After years of frosty ties, the United Arab Emirates last month reopened its embassy in the Syrian capital, and fellow Gulf state Bahrain has followed suit.
"We are surprised that our brothers are reaching out and building relations with this regime," opposition leader Nasr al-Hariri told reporters in Riyadh, where he lives in exile.
"We hope that our brothers, the leaders of Arab nations, will not abandon the Syrian people," he added, urging them to reconsider their decisions.
Almost eight years into Syria's devastating war, opponents of Assad's regime are watching in dismay as his government looks set to secure a comeback at home and abroad.
With backing from Russia and Iran, the government has expelled rebels and jihadists from large parts of Syria, and now controls almost two-thirds of the country.
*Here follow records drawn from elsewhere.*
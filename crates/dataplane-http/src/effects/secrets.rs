use std::collections::HashMap;
use std::sync::RwLock;

/// Resolves secret names to their values.
pub trait SecretStore: Send + Sync {
    fn resolve(&self, name: &str) -> Option<String>;
}

/// Secret store backed by a map, for tests and embedded setups.
#[derive(Debug, Default)]
pub struct InMemorySecretStore {
    secrets: RwLock<HashMap<String, String>>,
}

impl InMemorySecretStore {
    pub fn new() -> Self {
        Self::default()
    }

    #[must_use]
    pub fn with_secret(self, name: impl Into<String>, value: impl Into<String>) -> Self {
        self.insert(name, value);
        self
    }

    pub fn insert(&self, name: impl Into<String>, value: impl Into<String>) {
        if let Ok(mut secrets) = self.secrets.write() {
            secrets.insert(name.into(), value.into());
        }
    }
}

impl SecretStore for InMemorySecretStore {
    fn resolve(&self, name: &str) -> Option<String> {
        self.secrets.read().ok()?.get(name).cloned()
    }
}

#[cfg(test)]
mod tests {
    use super::*;

    #[test]
    fn resolves_inserted_secrets() {
        let store = InMemorySecretStore::new().with_secret("token", "abc");
        store.insert("other", "xyz");
        assert_eq!(store.resolve("token").as_deref(), Some("abc"));
        assert_eq!(store.resolve("other").as_deref(), Some("xyz"));
        assert_eq!(store.resolve("missing"), None);
    }
}
use std::path::Path;

use dataplane_anonymize::DEFAULT_TRUSTEE;
use figment::{
    Figment,
    providers::{Env, Format, Serialized, Toml},
};
use serde::{Deserialize, Serialize};

use crate::error::{Error, Result};

/// Address kind handled by the HTTP source and sink factories.
pub const DEFAULT_DATA_TYPE: &str = "HttpDataAnonymize";
/// Parts uploaded per partition, and the per-sink in-flight bound.
pub const DEFAULT_PARTITION_SIZE: usize = 5;
/// Prefix of environment variables overriding file settings.
pub const ENV_PREFIX: &str = "DATAPLANE_";

/// Runtime settings of the HTTP data plane.
///
/// Loaded from defaults, then an optional TOML file, then `DATAPLANE_*`
/// environment variables (nested keys separated by `__`, e.g.
/// `DATAPLANE_ANONYMIZE__ENABLED=false`).
#[derive(Debug, Clone, PartialEq, Eq, Serialize, Deserialize)]
#[serde(default)]
pub struct DataPlaneConfig {
    pub sink_partition_size: usize,
    pub data_type: String,
    pub anonymize: AnonymizeConfig,
}

#[derive(Debug, Clone, PartialEq, Eq, Serialize, Deserialize)]
#[serde(default)]
pub struct AnonymizeConfig {
    pub enabled: bool,
    pub trustees: Vec<String>,
}

impl Default for DataPlaneConfig {
    fn default() -> Self {
        Self {
            sink_partition_size: DEFAULT_PARTITION_SIZE,
            data_type: DEFAULT_DATA_TYPE.to_string(),
            anonymize: AnonymizeConfig::default(),
        }
    }
}

impl Default for AnonymizeConfig {
    fn default() -> Self {
        Self {
            enabled: true,
            trustees: vec![DEFAULT_TRUSTEE.to_string()],
        }
    }
}

impl DataPlaneConfig {
    pub fn figment(file: Option<&Path>) -> Figment {
        let mut figment = Figment::from(Serialized::defaults(Self::default()));
        if let Some(file) = file {
            figment = figment.merge(Toml::file(file));
        }
        figment.merge(Env::prefixed(ENV_PREFIX).split("__"))
    }

    pub fn load(file: Option<&Path>) -> Result<Self> {
        let config: Self = Self::figment(file).extract()?;
        config.validate()?;
        Ok(config)
    }

    pub fn validate(&self) -> Result<()> {
        if self.sink_partition_size == 0 {
            return Err(Error::Config("sink_partition_size must be a positive integer".into()));
        }
        if self.data_type.trim().is_empty() {
            return Err(Error::Config("data_type must not be empty".into()));
        }
        Ok(())
    }
}

#[cfg(test)]
mod tests {
    use super::*;

    #[test]
    fn defaults() {
        let config = DataPlaneConfig::default();
        assert_eq!(config.sink_partition_size, 5);
        assert_eq!(config.data_type, "HttpDataAnonymize");
        assert!(config.anonymize.enabled);
        assert_eq!(config.anonymize.trustees, vec!["aggregationProvider".to_string()]);
        assert!(config.validate().is_ok());
    }

    #[test]
    fn loads_file_then_environment() {
        figment::Jail::expect_with(|jail| {
            jail.create_file(
                "dataplane.toml",
                r#"
                sink_partition_size = 8
                data_type = "HttpData"

                [anonymize]
                trustees = ["aggregationProvider", "cityArchive"]
                "#,
            )?;
            jail.set_env("DATAPLANE_SINK_PARTITION_SIZE", "3");
            jail.set_env("DATAPLANE_ANONYMIZE__ENABLED", "false");

            let config = DataPlaneConfig::load(Some(Path::new("dataplane.toml")))
                .map_err(|e| figment::Error::from(e.to_string()))?;
            assert_eq!(config.sink_partition_size, 3);
            assert_eq!(config.data_type, "HttpData");
            assert!(!config.anonymize.enabled);
            assert_eq!(config.anonymize.trustees.len(), 2);
            Ok(())
        });
    }

    #[test]
    fn rejects_zero_partition_size() {
        figment::Jail::expect_with(|jail| {
            jail.set_env("DATAPLANE_SINK_PARTITION_SIZE", "0");
            let err = DataPlaneConfig::load(None).unwrap_err();
            assert!(err.is_config());
            Ok(())
        });
    }
}
use serde::{Deserialize, Serialize};

/// A single building with its owner and consumption history.
///
/// Absent fields decode to their defaults and `None` values are omitted
/// when the record is written back out. The anonymizer only uses it to
/// check a payload's shape; it never re-serializes through this type.
#[derive(Debug, Clone, PartialEq, Default, Serialize, Deserialize)]
#[serde(rename_all = "camelCase", default)]
pub struct BuildingRecord {
    #[serde(skip_serializing_if = "Option::is_none")]
    pub id: Option<String>,
    #[serde(skip_serializing_if = "Option::is_none")]
    pub first_name: Option<String>,
    #[serde(skip_serializing_if = "Option::is_none")]
    pub last_name: Option<String>,
    #[serde(skip_serializing_if = "Option::is_none")]
    pub address: Option<String>,
    pub living_space: f32,
    pub meter_number: i32,
    #[serde(skip_serializing_if = "Option::is_none")]
    pub warmth_total: Option<Vec<f32>>,
    #[serde(skip_serializing_if = "Option::is_none")]
    pub warm_water_total: Option<Vec<f32>>,
    pub heated_basement: bool,
    pub apartments: i32,
    #[serde(skip_serializing_if = "Option::is_none")]
    pub certificate_endpoint: Option<String>,
    #[serde(skip_serializing_if = "Option::is_none")]
    pub data_trustee: Option<String>,
}
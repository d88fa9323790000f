//! Error types for dataplane-anonymize.

use thiserror::Error;

/// Reasons an anonymization attempt falls back to the original payload.
#[derive(Debug, Error)]
pub enum TransformError {
    #[error("invalid JSON format: {0}")]
    InvalidFormat(#[source] serde_json::Error),

    #[error("payload is not a building record: {0}")]
    Shape(String),

    #[error("failed to serialize building record: {0}")]
    Serialize(#[source] serde_json::Error),
}
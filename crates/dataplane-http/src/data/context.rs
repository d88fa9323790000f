use std::collections::BTreeMap;

use super::address::DataAddress;

/// Transfer-context property carrying the method of a proxied call.
pub const PROXY_METHOD_PROPERTY: &str = "method";
/// Transfer-context property carrying the path of a proxied call.
pub const PROXY_PATH_PROPERTY: &str = "pathSegments";
/// Transfer-context property carrying the query string of a proxied call.
pub const PROXY_QUERY_PROPERTY: &str = "queryParams";
/// Transfer-context property carrying the body of a proxied call.
pub const PROXY_BODY_PROPERTY: &str = "body";

/// Read-only description of one data movement: where from, where to.
///
/// The pipeline never mutates a context; decorators and factories only
/// borrow it.
#[derive(Debug, Clone, PartialEq, Eq, Default)]
pub struct TransferContext {
    pub id: String,
    pub process_id: String,
    pub source: DataAddress,
    pub destination: DataAddress,
    pub properties: BTreeMap<String, String>,
}

impl TransferContext {
    pub fn new(id: impl Into<String>, source: DataAddress, destination: DataAddress) -> Self {
        let id = id.into();
        Self {
            process_id: id.clone(),
            id,
            source,
            destination,
            properties: BTreeMap::new(),
        }
    }

    #[must_use]
    pub fn process_id(mut self, process_id: impl Into<String>) -> Self {
        self.process_id = process_id.into();
        self
    }

    #[must_use]
    pub fn property(mut self, key: impl Into<String>, value: impl Into<String>) -> Self {
        self.properties.insert(key.into(), value.into());
        self
    }

    pub fn get(&self, key: &str) -> Option<&str> {
        self.properties.get(key).map(String::as_str)
    }
}
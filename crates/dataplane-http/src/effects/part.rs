use std::fmt;
use std::io;
use std::sync::{Arc, Mutex};

use bytes::Bytes;
use futures_util::stream;

use super::http::ByteStream;

/// One named unit of transferred content.
pub trait Part: Send + Sync {
    fn name(&self) -> &str;

    /// Open the content stream. The caller owns the stream and closes it
    /// by dropping it.
    fn open_stream(&self) -> io::Result<ByteStream>;
}

pub type PartRef = Arc<dyn Part>;

/// Part wrapping an open response body.
///
/// The body can be opened once; the response stays open until the stream
/// is read to the end or dropped.
pub struct HttpPart {
    name: String,
    body: Mutex<Option<ByteStream>>,
}

impl HttpPart {
    pub fn new(name: impl Into<String>, body: ByteStream) -> Self {
        Self {
            name: name.into(),
            body: Mutex::new(Some(body)),
        }
    }
}

impl Part for HttpPart {
    fn name(&self) -> &str {
        &self.name
    }

    fn open_stream(&self) -> io::Result<ByteStream> {
        let mut body = self
            .body
            .lock()
            .map_err(|_| io::Error::other("part body lock poisoned"))?;
        body.take().ok_or_else(|| {
            io::Error::other(format!("stream of part `{}` was already opened", self.name))
        })
    }
}

impl fmt::Debug for HttpPart {
    fn fmt(&self, f: &mut fmt::Formatter<'_>) -> fmt::Result {
        f.debug_struct("HttpPart").field("name", &self.name).finish_non_exhaustive()
    }
}

/// In-memory part; can be opened any number of times.
#[derive(Debug, Clone)]
pub struct BytesPart {
    name: String,
    bytes: Bytes,
}

impl BytesPart {
    pub fn new(name: impl Into<String>, bytes: impl Into<Bytes>) -> Self {
        Self {
            name: name.into(),
            bytes: bytes.into(),
        }
    }
}

impl Part for BytesPart {
    fn name(&self) -> &str {
        &self.name
    }

    fn open_stream(&self) -> io::Result<ByteStream> {
        Ok(Box::pin(stream::iter([Ok::<_, io::Error>(self.bytes.clone())])))
    }
}

#[cfg(test)]
mod tests {
    use futures_util::StreamExt;

    use super::*;

    #[tokio::test]
    async fn http_part_opens_once() {
        let part = HttpPart::new("building", Box::pin(stream::iter([Ok::<_, io::Error>(Bytes::from_static(b"x"))])));
        let mut stream = part.open_stream().unwrap();
        assert_eq!(stream.next().await.unwrap().unwrap(), Bytes::from_static(b"x"));
        assert!(part.open_stream().is_err());
    }

    #[tokio::test]
    async fn bytes_part_reopens() {
        let part = BytesPart::new("p", "abc");
        for _ in 0..2 {
            let chunk = part.open_stream().unwrap().next().await.unwrap().unwrap();
            assert_eq!(chunk, Bytes::from_static(b"abc"));
        }
        assert_eq!(part.name(), "p");
    }
}
use std::sync::Arc;

use crate::data::context::{
    PROXY_BODY_PROPERTY, PROXY_METHOD_PROPERTY, PROXY_PATH_PROPERTY, PROXY_QUERY_PROPERTY,
};
use crate::data::params::DEFAULT_CONTENT_TYPE;
use crate::data::{AuthLocation, HttpDataAddress, RequestParamsBuilder, TransferContext, keys};
use crate::effects::SecretStore;
use crate::error::{Error, Result};

/// One step of request construction.
///
/// A decorator reads the transfer context and the resolved address and
/// writes into the shared builder. Decorators run in registration order;
/// a later write to the same header or query parameter replaces an earlier
/// one. A missing or malformed required property is returned as an error,
/// which surfaces when the source or sink is built.
///
/// Closures with the same signature are decorators too.
pub trait ParamsDecorator: Send + Sync {
    fn decorate(
        &self,
        ctx: &TransferContext,
        address: &HttpDataAddress,
        params: &mut RequestParamsBuilder,
    ) -> Result<()>;
}

impl<F> ParamsDecorator for F
where
    F: Fn(&TransferContext, &HttpDataAddress, &mut RequestParamsBuilder) -> Result<()> + Send + Sync,
{
    fn decorate(
        &self,
        ctx: &TransferContext,
        address: &HttpDataAddress,
        params: &mut RequestParamsBuilder,
    ) -> Result<()> {
        self(ctx, address, params)
    }
}

/// Shared by the source and the sink chain: auth, extra headers, body mode.
pub struct CommonParamsDecorator {
    secrets: Arc<dyn SecretStore>,
}

impl CommonParamsDecorator {
    pub fn new(secrets: Arc<dyn SecretStore>) -> Self {
        Self { secrets }
    }

    /// The secret named by `secretName`, else the literal `authCode`.
    fn auth_code(&self, address: &HttpDataAddress) -> Result<Option<String>> {
        let Some(name) = address.secret_name.as_deref() else {
            return Ok(address.auth_code.clone());
        };
        match self.secrets.resolve(name) {
            Some(secret) => Ok(Some(secret)),
            None => address
                .auth_code
                .clone()
                .map(Some)
                .ok_or_else(|| Error::SecretNotFound(name.to_string())),
        }
    }
}

impl ParamsDecorator for CommonParamsDecorator {
    fn decorate(
        &self,
        _ctx: &TransferContext,
        address: &HttpDataAddress,
        params: &mut RequestParamsBuilder,
    ) -> Result<()> {
        let code = self.auth_code(address)?;
        if let (Some(key), Some(code)) = (address.auth_key.as_deref(), code) {
            match address.auth_location {
                AuthLocation::Header => params.header(key, code),
                AuthLocation::Query => params.query_param(key, code),
            };
        }

        for (name, value) in &address.additional_headers {
            params.header(name, value);
        }
        if let Some(content_type) = address.content_type.as_deref() {
            params.content_type(content_type);
        }
        params.non_chunked_body(address.non_chunked_transfer);
        Ok(())
    }
}

/// Read side: GET unless the transfer proxies the caller's request.
#[derive(Debug, Clone, Copy, Default)]
pub struct SourceParamsDecorator;

impl ParamsDecorator for SourceParamsDecorator {
    fn decorate(
        &self,
        ctx: &TransferContext,
        address: &HttpDataAddress,
        params: &mut RequestParamsBuilder,
    ) -> Result<()> {
        let base_url = address
            .base_url
            .as_deref()
            .ok_or(Error::MissingProperty(keys::BASE_URL))?;
        params.base_url(base_url);

        if address.proxy_method {
            let method = ctx.get(PROXY_METHOD_PROPERTY).ok_or_else(|| {
                Error::Validation(format!(
                    "transfer context property `{PROXY_METHOD_PROPERTY}` is missing"
                ))
            })?;
            params.method(method);
        } else {
            params.method("GET");
        }

        let path = if address.proxy_path {
            ctx.get(PROXY_PATH_PROPERTY)
        } else {
            address.path.as_deref()
        };
        if let Some(path) = path {
            params.path(path);
        }

        let query = if address.proxy_query_params {
            ctx.get(PROXY_QUERY_PROPERTY)
        } else {
            address.query_params.as_deref()
        };
        if let Some(query) = query {
            params.query_string(query);
        }

        if address.proxy_body
            && let Some(body) = ctx.get(PROXY_BODY_PROPERTY)
        {
            params.body(body);
        }
        Ok(())
    }
}

/// Write side: POST unless the address names another method.
#[derive(Debug, Clone, Copy, Default)]
pub struct SinkParamsDecorator;

impl ParamsDecorator for SinkParamsDecorator {
    fn decorate(
        &self,
        _ctx: &TransferContext,
        address: &HttpDataAddress,
        params: &mut RequestParamsBuilder,
    ) -> Result<()> {
        let base_url = address
            .base_url
            .as_deref()
            .ok_or(Error::MissingProperty(keys::BASE_URL))?;
        params
            .base_url(base_url)
            .method(address.method.as_deref().unwrap_or("POST"));

        if let Some(path) = address.path.as_deref() {
            params.path(path);
        }
        if let Some(query) = address.query_params.as_deref() {
            params.query_string(query);
        }
        if params.current_content_type().is_none() {
            params.content_type(DEFAULT_CONTENT_TYPE);
        }
        Ok(())
    }
}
The Arab League suspended Syria's membership in November 2011 as the death toll mounted and several regional powers bet on the demise of the Assad regime.
Most Gulf states closed their embassies in 2012.
But several Arab states are seeking to restore ties with Assad after his forces made decisive gains in the war, in a bid to expand their influence in the war-torn country.
Just days before the UAE reopened its embassy, Sudan's president made the first visit by an Arab leader to Damascus since the start of the conflict.
Efforts to bring Assad's regime back in from the cold are likely to intensify in the run up to the next Arab League summit to be held in Tunis in March.
Senior diplomatic sources told The New Arab's Arabic-language service that Tunisia and Egypt are currently in talks over inviting Assad to attend the summit.
"This [move] would come after Syria makes certain pledges," they said.
Sparked by the brutal repression of anti-Assad protests in 2011, the conflict has killed more than 360,000 people and displaced millions.
But fighting has failed to topple Assad, endless diplomatic efforts have been unable to reach a peaceful transition, and the regime now appears stronger than ever.